А у меня возникло желание написать миниатюру о нашей поездке на кладбище, что побудило меня в спешном порядке закончить обустройство нашего жилья в посёлке. И уже в конце мая там у меня горел свет, были подключены к плитке газовые баллоны и электронасос качал воду из колодца. Я протопил печь, чтобы обогреть избу после зимних холодов, и написал заявление с просьбой предоставить мне очередной отпуск.
- Я буду приезжать к тебе на выходные, - сказала Ника. – Отпуск мне не дают в связи с летней сессией в институте.
И в первый же вечер после переезда в посёлок, я сел за стол, взял из стопки чистый лист бумаги и написал вверху:
                Кирилл Акимов.
                «Миниатюры».
Потом вышел на крыльцо, закурил и стал думать, о чем же мне написать мою вторую миниатюру.

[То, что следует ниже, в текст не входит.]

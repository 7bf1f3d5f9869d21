//! Operations for model-based testing.
//!
//! Operations represent every request a client can make. They are generated
//! randomly by proptest (or by `arbitrary` in fuzzing) and applied to both the
//! model and the real registry.

use arbitrary::Arbitrary;
use pdugate_proto::{
    DeregistrationRequest, PduSessionRequest, RegistrationRequest, Request, StatusCode,
    SubscriberId,
};

/// Subscriber identifier (u8 keeps collisions frequent).
pub type ModelSubscriberId = u8;

/// Operations that can be applied to the system.
#[derive(Debug, Clone, PartialEq, Eq, Arbitrary)]
pub enum Operation {
    /// Register a subscriber.
    Register {
        /// Subscriber to register.
        id: ModelSubscriberId,
    },

    /// Request a PDU session.
    EstablishPduSession {
        /// Requesting subscriber.
        id: ModelSubscriberId,
        /// Slice/service type; i16 covers both valid and out-of-range values.
        sst: i16,
        /// Slice differentiator.
        sd: SmallSd,
    },

    /// Deregister a subscriber.
    Deregister {
        /// Subscriber to deregister.
        id: ModelSubscriberId,
    },
}

impl Operation {
    /// Subscriber id in the real id space.
    pub fn subscriber(&self) -> SubscriberId {
        match self {
            Self::Register { id }
            | Self::EstablishPduSession { id, .. }
            | Self::Deregister { id } => SubscriberId::from(*id),
        }
    }

    /// Wire request equivalent to this operation.
    pub fn to_request(&self) -> Request {
        let id = self.subscriber();
        match self {
            Self::Register { .. } => RegistrationRequest { id }.into(),
            Self::EstablishPduSession { sst, sd, .. } => {
                PduSessionRequest { id, sst: i64::from(*sst), sd: sd.render() }.into()
            },
            Self::Deregister { .. } => DeregistrationRequest { id }.into(),
        }
    }
}

/// Compact slice differentiator for testing.
///
/// `shape` picks which family of string to render so both valid and invalid
/// descriptors show up often.
#[derive(Debug, Clone, Copy, PartialEq, Eq, Arbitrary)]
pub struct SmallSd {
    /// String family (0-4).
    pub shape: u8,
    /// Digits to render.
    pub value: u16,
}

impl SmallSd {
    /// Expand to the string sent on the wire.
    pub fn render(&self) -> String {
        match self.shape % 5 {
            0 => format!("{:04x}", self.value),
            1 => format!("{:04X}", self.value),
            2 => format!("{:03x}", self.value & 0x0fff),
            3 => format!("{:05x}", u32::from(self.value) | 0x1_0000),
            _ => format!("g{:03x}", self.value & 0x0fff),
        }
    }
}

/// Result of applying an operation.
///
/// Used to compare model and real system behavior.
#[derive(Debug, Clone, PartialEq, Eq)]
pub enum OperationResult {
    /// Operation succeeded.
    Ok,

    /// Operation was rejected.
    Error(OperationError),
}

/// Rejections the model predicts.
#[derive(Debug, Clone, Copy, PartialEq, Eq)]
pub enum OperationError {
    /// Register of an id that is already registered.
    AlreadyRegistered,

    /// sst outside 1..=255.
    InvalidSst,

    /// sd not 4 hex digits.
    InvalidSd,

    /// PDU session for an unregistered id.
    NotRegistered,

    /// Deregister of an id that is not registered.
    NotFound,
}

impl OperationResult {
    /// Check if operation succeeded.
    pub fn is_ok(&self) -> bool {
        matches!(self, OperationResult::Ok)
    }

    /// Check if operation failed.
    pub fn is_err(&self) -> bool {
        !self.is_ok()
    }

    /// Status code the real system must report.
    pub fn status(&self) -> StatusCode {
        match self {
            Self::Ok => StatusCode::Ok,
            Self::Error(OperationError::NotRegistered) => StatusCode::Forbidden,
            Self::Error(_) => StatusCode::BadRequest,
        }
    }

    /// Ack message the real system must report for `op`.
    pub fn message(&self, op: &Operation) -> &'static str {
        match (self, op) {
            (Self::Ok, Operation::Register { .. }) => "Registration Successful",
            (Self::Ok, Operation::EstablishPduSession { .. }) => "PDU Session Established",
            (Self::Ok, Operation::Deregister { .. }) => "Deregistration Successful",
            (Self::Error(OperationError::AlreadyRegistered), _) => "User Already Registered",
            (Self::Error(OperationError::InvalidSst), _) => {
                "Invalid SST Value. Must be between 1 and 255."
            },
            (Self::Error(OperationError::InvalidSd), _) => {
                "Invalid SD Value. Must be a 4-byte hexadecimal number."
            },
            (Self::Error(OperationError::NotRegistered), _) => {
                "PDU Session Denied: ID Not Registered"
            },
            (Self::Error(OperationError::NotFound), _) => "Deregistration Failed: ID Not Found",
        }
    }
}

Писать о трагикомическом новогоднем приключении Димы и Ларисы мне запретила Ника, недавняя поездка с Фаиной Анатольевной на могилу бабы Фроси еще не окончательно прояснилась в моем сознании, и тут я вспомнил случай, произошедший со мной во время службы в армии.

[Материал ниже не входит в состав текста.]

//! JSON-over-HTTP transport.
//!
//! Thin translator between request bodies and the shared registry. Every
//! well-formed body gets HTTP 200 with the ack as JSON; the domain outcome
//! lives in the ack's `status` field. Bodies that fail to parse as the
//! expected request shape get HTTP 400 with a plain-text reason and never
//! reach the registry.
//!
//! | Method   | Path           | Body                  | Ack                 |
//! |----------|----------------|-----------------------|---------------------|
//! | `POST`   | `/register`    | `RegistrationRequest` | `RegistrationAck`   |
//! | `POST`   | `/pdu-session` | `PduSessionRequest`   | `PduSessionAck`     |
//! | `DELETE` | `/deregister`  | `DeregistrationRequest` | `DeregistrationAck` |
//! | `GET`    | `/health`      |                       | `OK`                |

use std::net::SocketAddr;

use axum::{
    Json, Router,
    body::Bytes,
    extract::State,
    http::StatusCode as HttpStatus,
    response::{IntoResponse, Response},
    routing::{delete, get, post},
};
use pdugate_core::{Environment, SharedRegistry};
use pdugate_proto::{
    DeregistrationAck, DeregistrationRequest, PduSessionAck, PduSessionRequest, RegistrationAck,
    RegistrationRequest,
};
use serde::de::DeserializeOwned;
use thiserror::Error;
use tokio::net::TcpListener;
use tower_http::trace::TraceLayer;

use crate::error::ServerError;

/// Body of every HTTP 400 response.
pub const INVALID_JSON: &str = "Invalid JSON format";

/// Request-level failures of the HTTP adapter.
#[derive(Debug, Error)]
pub enum ApiError {
    /// Body was not valid JSON or did not match the request shape
    #[error("{INVALID_JSON}: {0}")]
    InvalidJson(#[from] serde_json::Error),
}

impl IntoResponse for ApiError {
    fn into_response(self) -> Response {
        match &self {
            ApiError::InvalidJson(e) => {
                tracing::warn!("Rejected HTTP body: {}", e);
                (HttpStatus::BAD_REQUEST, INVALID_JSON).into_response()
            },
        }
    }
}

/// Build the router with all routes.
pub fn router<E>(registry: SharedRegistry<E>) -> Router
where
    E: Environment,
{
    Router::new()
        .route("/register", post(register::<E>))
        .route("/pdu-session", post(pdu_session::<E>))
        .route("/deregister", delete(deregister::<E>))
        .route("/health", get(|| async { "OK" }))
        .layer(TraceLayer::new_for_http())
        .with_state(registry)
}

fn parse_body<T: DeserializeOwned>(body: &[u8]) -> Result<T, ApiError> {
    Ok(serde_json::from_slice(body)?)
}

async fn register<E: Environment>(
    State(registry): State<SharedRegistry<E>>,
    body: Bytes,
) -> Result<Json<RegistrationAck>, ApiError> {
    let req: RegistrationRequest = parse_body(&body)?;
    Ok(Json(registry.register(req.id)))
}

async fn pdu_session<E: Environment>(
    State(registry): State<SharedRegistry<E>>,
    body: Bytes,
) -> Result<Json<PduSessionAck>, ApiError> {
    let req: PduSessionRequest = parse_body(&body)?;
    Ok(Json(registry.establish_pdu_session(req.id, req.sst, &req.sd)))
}

async fn deregister<E: Environment>(
    State(registry): State<SharedRegistry<E>>,
    body: Bytes,
) -> Result<Json<DeregistrationAck>, ApiError> {
    let req: DeregistrationRequest = parse_body(&body)?;
    Ok(Json(registry.deregister(req.id)))
}

/// HTTP listener bound to a registry.
pub struct HttpServer<E>
where
    E: Environment,
{
    listener: TcpListener,
    registry: SharedRegistry<E>,
}

impl<E> HttpServer<E>
where
    E: Environment,
{
    /// Bind the listening socket.
    pub async fn bind(addr: &str, registry: SharedRegistry<E>) -> Result<Self, ServerError> {
        let listener = TcpListener::bind(addr).await?;
        Ok(Self { listener, registry })
    }

    /// Local address the server is bound to.
    pub fn local_addr(&self) -> Result<SocketAddr, ServerError> {
        Ok(self.listener.local_addr()?)
    }

    /// Serve requests until the task is cancelled.
    pub async fn run(self) -> Result<(), ServerError> {
        tracing::info!("HTTP transport listening on {}", self.local_addr()?);

        axum::serve(self.listener, router(self.registry)).await?;
        Ok(())
    }
}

Я уже упоминал, что служить мне пришлось в Уссурийском автомобильном училище, где я был личным водителем заместителя командира части по политической работе в чине полковника.  Он  был очень добрым и покладистым человеком. Мне часто приходилось возить его во Владивосток в штаб округа, и, когда мы возвращались из утомительной поездки, он с трудом вылезал из нашего жесткого УАЗика и говорил мне:
- Глуши мотор, рядовой Акимов. Зайдем ко мне чайку попьём, а машину в гараж поставить ты всегда успеешь.
Мы поднимались с ним на второй этаж так называемого «дома комсостава», он открывал дверь квартиры своим ключом и, войдя в прихожую, кричал:
- Лиля, мы приехали! Срочно приготовь нам чаю с ватрушками, мы умираем от голода и жажды!
Его жена Лилия Игнатьевна, была очень красивой женщиной, и в нашей части вовсю гуляли сплетни о ее изменах мужу – ротозею.
Когда, поставив машину в гараж, я приходил в казарму и хвастался, что пил сегодня чай у полковника  там начиналось бурное веселье.
- Акимов! – кричал ефрейтор Масюк из Полтавы, - Его жинка, чую, на тебя глаз положила!
- Ты не теряйся, Кирюша! – присоединялся к нему рядовой Богатин из Ростова-на –Дону. - Стоять в одном ряду со всем офицерским составом части – это почетно!
А потом каждый солдат считал своим долгом рассказать, как он однажды застукал жену полковника с офицером (имярек) в лесу во время летних учений.
Сначала я не верил в эти сплетни, но постепенно, всё чаще и чаще, ко мне стал приходить мысль, что люди зря говорить не будут, и, в конце концов, я однажды отказался от приглашения на чаепитие, сославшись на необходимость срочно сменить на УАЗИке свечи. Мне было просто противно пить чай, которым меня угощает такая распутная женщина.
Но с полковником мы по-прежнему жили душа в душу, и по выходным ездили с ним рыбачить на его собственной «Волге», которую он водить не умел.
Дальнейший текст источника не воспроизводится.